My problem now is that I cannot get mail to work correctly on the firewall itself. When it sends what should be local mail to unqualified recipients (such as administrative notifications to root) it does a DNS lookup and freaks out with a message "R=lookuphost defer (-1): remote host address is the local host LOG: 0 MAIN Frozen"
I am using Exim v.3 (Debian stable branch). Below are some relevant lines fromexim.conf:
qualify_domain = fire.domain.com (changing this to localhost or anything else has no effect)
local_domains = localhost:fire.domain.com
host_lookup = * (commenting this out seemed to have no effect)
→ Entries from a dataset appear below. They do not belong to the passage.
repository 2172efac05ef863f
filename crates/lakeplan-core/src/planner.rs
//! Path planning: where a dataset lands in the lake.
//!
//! The planner is pure. It performs no I/O and holds no mutable state, so a
//! single instance can be shared by any number of callers. Writers call
//! [`LakePathPlanner::plan_object_path`] first, write the data file and its
//! sidecar, then repoint the latest alias.

use chrono::{DateTime, Datelike, Utc};
use serde::{Deserialize, Serialize};
use tracing::{debug, warn};

use crate::config::LakeConfig;
use crate::descriptor::DatasetDescriptor;
use crate::error::{PlanError, PlanResult};
use crate::naming;
use crate::zone::Zone;

/// Every key derived from one descriptor.
#[derive(Debug, Clone, PartialEq, Eq, Serialize, Deserialize)]
pub struct ObjectPaths {
    pub partition_dir: String,
    pub data_file_path: String,
    pub metadata_file_path: String,
    /// Only for zones that keep a latest alias (`raw` by default).
    pub latest_alias_path: Option<String>,
}

/// Computes canonical lake paths for dataset descriptors.
#[derive(Debug, Clone, Default)]
pub struct LakePathPlanner {
    config: LakeConfig,
}

impl LakePathPlanner {
    pub fn new(config: LakeConfig) -> Self {
        Self { config }
    }

    pub fn config(&self) -> &LakeConfig {
        &self.config
    }

    /// Plan the paths for a new object.
    ///
    /// Fails with `InvalidIdentifier` if `source`, `type` or `base_name`
    /// break the `[a-z0-9_]+` rule, and with `InvalidTimestamp` if the
    /// descriptor's timestamp is after `now` or outside years 0000..=9999.
    pub fn plan_object_path(
        &self,
        descriptor: &DatasetDescriptor,
        now: DateTime<Utc>,
    ) -> PlanResult<ObjectPaths> {
        if let Err(e) = descriptor.validate_identifiers() {
            debug!(error = %e, "rejected descriptor");
            return Err(e);
        }
        check_year(descriptor)?;
        if descriptor.timestamp > now {
            debug!(timestamp = %descriptor.timestamp, now = %now, "rejected future timestamp");
            return Err(PlanError::future_timestamp(descriptor.timestamp, now));
        }
        Ok(self.paths_for(descriptor))
    }

    /// Plan against a catalog snapshot; `exists` reports taken data-file paths.
    ///
    /// On `PathCollision` the caller either waits one second for a fresh
    /// timestamp or picks a different base name.
    pub fn plan_unique<F>(
        &self,
        descriptor: &DatasetDescriptor,
        now: DateTime<Utc>,
        exists: F,
    ) -> PlanResult<ObjectPaths>
    where
        F: Fn(&str) -> bool,
    {
        let paths = self.plan_object_path(descriptor, now)?;
        if exists(&paths.data_file_path) {
            warn!(path = %paths.data_file_path, "planned path already in catalog");
            return Err(PlanError::PathCollision {
                path: paths.data_file_path,
            });
        }
        Ok(paths)
    }

    /// Paths the same dataset occupies once moved into `zone`.
    ///
    /// Used by lifecycle transitions, where the timestamp is in the past by
    /// construction.
    pub fn plan_relocation(
        &self,
        descriptor: &DatasetDescriptor,
        zone: Zone,
    ) -> PlanResult<ObjectPaths> {
        let moved = descriptor.with_zone(zone);
        moved.validate_identifiers()?;
        check_year(&moved)?;
        Ok(self.paths_for(&moved))
    }

    fn paths_for(&self, descriptor: &DatasetDescriptor) -> ObjectPaths {
        let partition_dir =
            naming::partition_dir(descriptor, self.config.scheme_for(descriptor.zone));
        let data_file_path = format!("{}/{}", partition_dir, naming::data_file_name(descriptor));
        let metadata_file_path = naming::metadata_path(&data_file_path);
        let latest_alias_path = self
            .config
            .keeps_latest_alias(descriptor.zone)
            .then(|| {
                naming::latest_alias_path(descriptor.zone, &descriptor.base_name, descriptor.format)
            });

        ObjectPaths {
            partition_dir,
            data_file_path,
            metadata_file_path,
            latest_alias_path,
        }
    }
}

/// `timestamp=` segments are exactly 15 characters; `%Y` widens past 9999.
fn check_year(descriptor: &DatasetDescriptor) -> PlanResult<()> {
    let year = descriptor.timestamp.year();
    if (0..=9999).contains(&year) {
        return Ok(());
    }
    debug!(timestamp = %descriptor.timestamp, "rejected out-of-range year");
    Err(PlanError::InvalidTimestamp {
        value: descriptor.timestamp.to_rfc3339(),
        reason: format!("year {} is outside 0000..=9999", year),
    })
}
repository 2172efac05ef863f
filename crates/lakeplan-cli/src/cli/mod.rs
pub mod args;
pub mod commands;
pub mod helpers;
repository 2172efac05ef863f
//! Lake configuration.
//!
//! Loaded from YAML. Every field has a default and a missing file yields the
//! default policy. A full example:
//!
//! ```yaml
//! retention:
//!   max_age_days: { raw: 90, processed: 365, features: 180, metadata: 730 }
//!   on_expiry:
//!     raw: transition:archive
//!     processed: delete
//!     features: delete
//!     metadata: delete
//! partitioning:
//!   metadata: date
//! latest_alias_zones: [raw]
//! migrations:
//!   - pattern: "raw/events_*"
//!     zone: raw
//!     source: csv_ingestion
//!     type: events
//! ```
//!
//! `migrations` replaces the built-in legacy rules when present.

use std::collections::BTreeMap;
use std::path::Path;

use chrono::Duration;
use serde::{Deserialize, Serialize};
use tracing::info;

use crate::error::{ConfigError, ConfigResult};
use crate::migration::{default_rules, MigrationRule};
use crate::naming::PartitionScheme;
use crate::retention::{ExpiryAction, RetentionPolicy};
use crate::zone::Zone;

/// Environment variable naming the config file.
pub const CONFIG_ENV: &str = "LAKEPLAN_CONFIG";

/// Top-level configuration.
#[derive(Clone, Debug, Deserialize, Serialize, PartialEq)]
#[serde(default)]
pub struct LakeConfig {
    pub retention: RetentionConfig,

    /// Per-zone partition grammar. Zones not listed use `timestamp`.
    pub partitioning: BTreeMap<Zone, PartitionScheme>,

    /// Zones that maintain a `{zone}/{base}_latest.{ext}` alias.
    pub latest_alias_zones: Vec<Zone>,

    /// Rules mapping flat legacy keys onto datasets, first match wins.
    pub migrations: Vec<MigrationRule>,
}

impl Default for LakeConfig {
    fn default() -> Self {
        Self {
            retention: RetentionConfig::default(),
            partitioning: BTreeMap::new(),
            latest_alias_zones: vec![Zone::Raw],
            migrations: default_rules(),
        }
    }
}

/// Retention section.
#[derive(Clone, Debug, Deserialize, Serialize, PartialEq)]
#[serde(default)]
pub struct RetentionConfig {
    /// Maximum age per zone. Zones absent here never expire.
    pub max_age_days: BTreeMap<Zone, u32>,

    /// What happens once an entry is past its zone's max age.
    /// Zones with a max age but no entry here default to `delete`; entries
    /// for zones without a max age are inert.
    pub on_expiry: BTreeMap<Zone, ExpiryAction>,
}

impl Default for RetentionConfig {
    fn default() -> Self {
        Self {
            max_age_days: BTreeMap::from([
                (Zone::Raw, 90),
                (Zone::Processed, 365),
                (Zone::Features, 180),
                (Zone::Metadata, 730),
            ]),
            on_expiry: BTreeMap::from([
                (Zone::Raw, ExpiryAction::Transition(Zone::Archive)),
                (Zone::Processed, ExpiryAction::Delete),
                (Zone::Features, ExpiryAction::Delete),
                (Zone::Metadata, ExpiryAction::Delete),
            ]),
        }
    }
}

impl LakeConfig {
    /// Load from a YAML file. A missing file yields the defaults.
    pub fn load(path: impl AsRef<Path>) -> ConfigResult<Self> {
        let path = path.as_ref();
        let shown = path.display().to_string();

        let text = match std::fs::read_to_string(path) {
            Ok(text) => text,
            Err(e) if e.kind() == std::io::ErrorKind::NotFound => {
                info!(path = %shown, "config file not found, using default lake policy");
                return Ok(Self::default());
            }
            Err(source) => {
                return Err(ConfigError::Read {
                    path: shown,
                    source,
                })
            }
        };

        let config = Self::from_yaml(&text).map_err(|e| match e {
            ConfigError::Parse { source, .. } => ConfigError::Parse {
                path: shown.clone(),
                source,
            },
            other => other,
        })?;
        info!(path = %shown, "loaded lake config");
        Ok(config)
    }

    /// Parse and validate a YAML document.
    pub fn from_yaml(text: &str) -> ConfigResult<Self> {
        let config: Self = serde_yaml::from_str(text).map_err(|source| ConfigError::Parse {
            path: "<inline>".to_string(),
            source,
        })?;
        config.validate()?;
        Ok(config)
    }

    /// Reject inconsistent retention and migration rules.
    pub fn validate(&self) -> ConfigResult<()> {
        let invalid = |message: String| Err(ConfigError::Invalid { message });

        for (zone, days) in &self.retention.max_age_days {
            if *days == 0 {
                return invalid(format!("max_age_days for {} must be positive", zone));
            }
        }

        for (zone, action) in &self.retention.on_expiry {
            if let ExpiryAction::Transition(to) = action {
                if to == zone {
                    return invalid(format!("{} cannot transition into itself", zone));
                }
                if zone.is_terminal() {
                    return invalid(format!("{} is terminal and cannot transition", zone));
                }
            }
        }

        for rule in &self.migrations {
            rule.validate()?;
        }

        Ok(())
    }

    /// Partition grammar for a zone.
    pub fn scheme_for(&self, zone: Zone) -> PartitionScheme {
        self.partitioning.get(&zone).copied().unwrap_or_default()
    }

    /// Whether a zone keeps a latest alias.
    pub fn keeps_latest_alias(&self, zone: Zone) -> bool {
        self.latest_alias_zones.contains(&zone)
    }

    /// Build the retention policy described by this config.
    pub fn retention_policy(&self) -> RetentionPolicy {
        let mut policy = RetentionPolicy::empty();
        for (zone, days) in &self.retention.max_age_days {
            let action = self
                .retention
                .on_expiry
                .get(zone)
                .copied()
                .unwrap_or(ExpiryAction::Delete);
            policy = policy.with_rule(*zone, Duration::days(i64::from(*days)), action);
        }
        policy
    }
}
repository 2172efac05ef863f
//! Storage statistics and layout validation.

use std::collections::{BTreeMap, BTreeSet};
use std::fmt::{self, Write as _};

use chrono::{DateTime, Utc};
use serde::Serialize;

use crate::config::LakeConfig;
use crate::naming;
use crate::store::CatalogEntry;
use crate::zone::Zone;

/// Size and file count of one zone.
#[derive(Debug, Clone, Copy, Default, PartialEq, Eq, Serialize)]
pub struct ZoneStats {
    pub size_bytes: u64,
    pub file_count: usize,
}

/// Per-zone totals over catalogued data files.
#[derive(Debug, Clone, Default, PartialEq, Eq, Serialize)]
pub struct StorageStats {
    pub zones: BTreeMap<Zone, ZoneStats>,
    pub total_size_bytes: u64,
    pub total_files: usize,
}

impl StorageStats {
    pub fn from_entries<'a>(entries: impl IntoIterator<Item = &'a CatalogEntry>) -> Self {
        let mut stats = Self::default();
        for entry in entries {
            let zone = stats.zones.entry(entry.zone()).or_default();
            zone.size_bytes += entry.size;
            zone.file_count += 1;
            stats.total_size_bytes += entry.size;
            stats.total_files += 1;
        }
        stats
    }
}

/// Findings of a layout check.
#[derive(Debug, Clone, Default, PartialEq, Eq, Serialize)]
pub struct LayoutReport {
    pub valid: bool,
    pub issues: Vec<String>,
    pub recommendations: Vec<String>,
}

/// Check raw storage keys against the lake grammar.
///
/// Every key must be a grammar-conformant data file, the sidecar of one, or
/// a latest alias in a zone `config` keeps aliases for. Data files must have
/// a sidecar, and sidecars a data file.
pub fn validate_layout<'a>(
    keys: impl IntoIterator<Item = &'a str>,
    config: &LakeConfig,
) -> LayoutReport {
    let keys: BTreeSet<&str> = keys.into_iter().collect();
    let mut report = LayoutReport {
        valid: true,
        ..Default::default()
    };

    for key in &keys {
        if naming::is_latest_alias_path(key) && alias_zone_allowed(key, config) {
            continue;
        }

        if let Some(data) = key.strip_suffix(naming::SIDECAR_SUFFIX) {
            if !keys.contains(data) {
                report.issues.push(format!("orphaned sidecar: {}", key));
                report
                    .recommendations
                    .push(format!("remove {} or restore its data file", key));
            }
            continue;
        }

        match naming::parse_object_path(key) {
            Ok(_) => {
                if !keys.contains(naming::metadata_path(key).as_str()) {
                    report.issues.push(format!("missing sidecar: {}", key));
                    report
                        .recommendations
                        .push(format!("write {}", naming::metadata_path(key)));
                }
            }
            Err(e) => {
                report.issues.push(format!("orphaned file: {} ({})", key, e));
                report.recommendations.push(format!(
                    "move {} into the partitioned layout (lakeplan migrate)",
                    key
                ));
            }
        }
    }

    report.valid = report.issues.is_empty();
    report
}

/// Whether `key`'s zone keeps a latest alias under `config`.
pub(crate) fn alias_zone_allowed(key: &str, config: &LakeConfig) -> bool {
    key.split_once('/')
        .and_then(|(zone, _)| zone.parse::<Zone>().ok())
        .is_some_and(|zone| config.keeps_latest_alias(zone))
}

/// Render stats and layout findings as Markdown.
pub fn render_report(
    stats: &StorageStats,
    layout: &LayoutReport,
    generated_at: DateTime<Utc>,
) -> String {
    let mut out = String::new();
    // Writing into a String cannot fail.
    write_report(&mut out, stats, layout, generated_at).ok();
    out
}

fn write_report(
    out: &mut String,
    stats: &StorageStats,
    layout: &LayoutReport,
    generated_at: DateTime<Utc>,
) -> fmt::Result {
    const MB: f64 = 1024.0 * 1024.0;

    writeln!(out, "# Data Lake Storage Report")?;
    writeln!(out, "Generated: {}", generated_at.format("%Y-%m-%d %H:%M:%S UTC"))?;
    writeln!(out)?;
    writeln!(out, "## Storage Statistics")?;
    writeln!(
        out,
        "Total Size: {:.2} MB ({} files)",
        stats.total_size_bytes as f64 / MB,
        stats.total_files
    )?;
    writeln!(out)?;
    for (zone, z) in &stats.zones {
        writeln!(
            out,
            "- **{}**: {:.2} MB ({} files)",
            zone,
            z.size_bytes as f64 / MB,
            z.file_count
        )?;
    }
    writeln!(out)?;
    writeln!(out, "## Layout Validation")?;
    writeln!(
        out,
        "Status: {}",
        if layout.valid { "VALID" } else { "INVALID" }
    )?;
    write_section(out, "Issues", &layout.issues)?;
    write_section(out, "Recommendations", &layout.recommendations)
}

fn write_section(out: &mut String, title: &str, lines: &[String]) -> fmt::Result {
    if lines.is_empty() {
        return Ok(());
    }
    writeln!(out)?;
    writeln!(out, "### {}", title)?;
    for line in lines {
        writeln!(out, "- {}", line)?;
    }
    Ok(())
}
# TRANSPORTS CONFIGURATION
local_delivery:
driver = appendfile
group = mail
mode = 0660
mode_fail_narrower = false
envelope_to_add = true
return_path_add = true
file = /var/spool/mail/${local_part}
# ROUTERS CONFIGURATION
lookuphost:
driver = lookuphost
transport = remote_smtp
In /etc/email-addresses I put the following, thinking that it would cause unqualified mail to me and root to be recognized as local but it did not help:
me: me@???
root: root@???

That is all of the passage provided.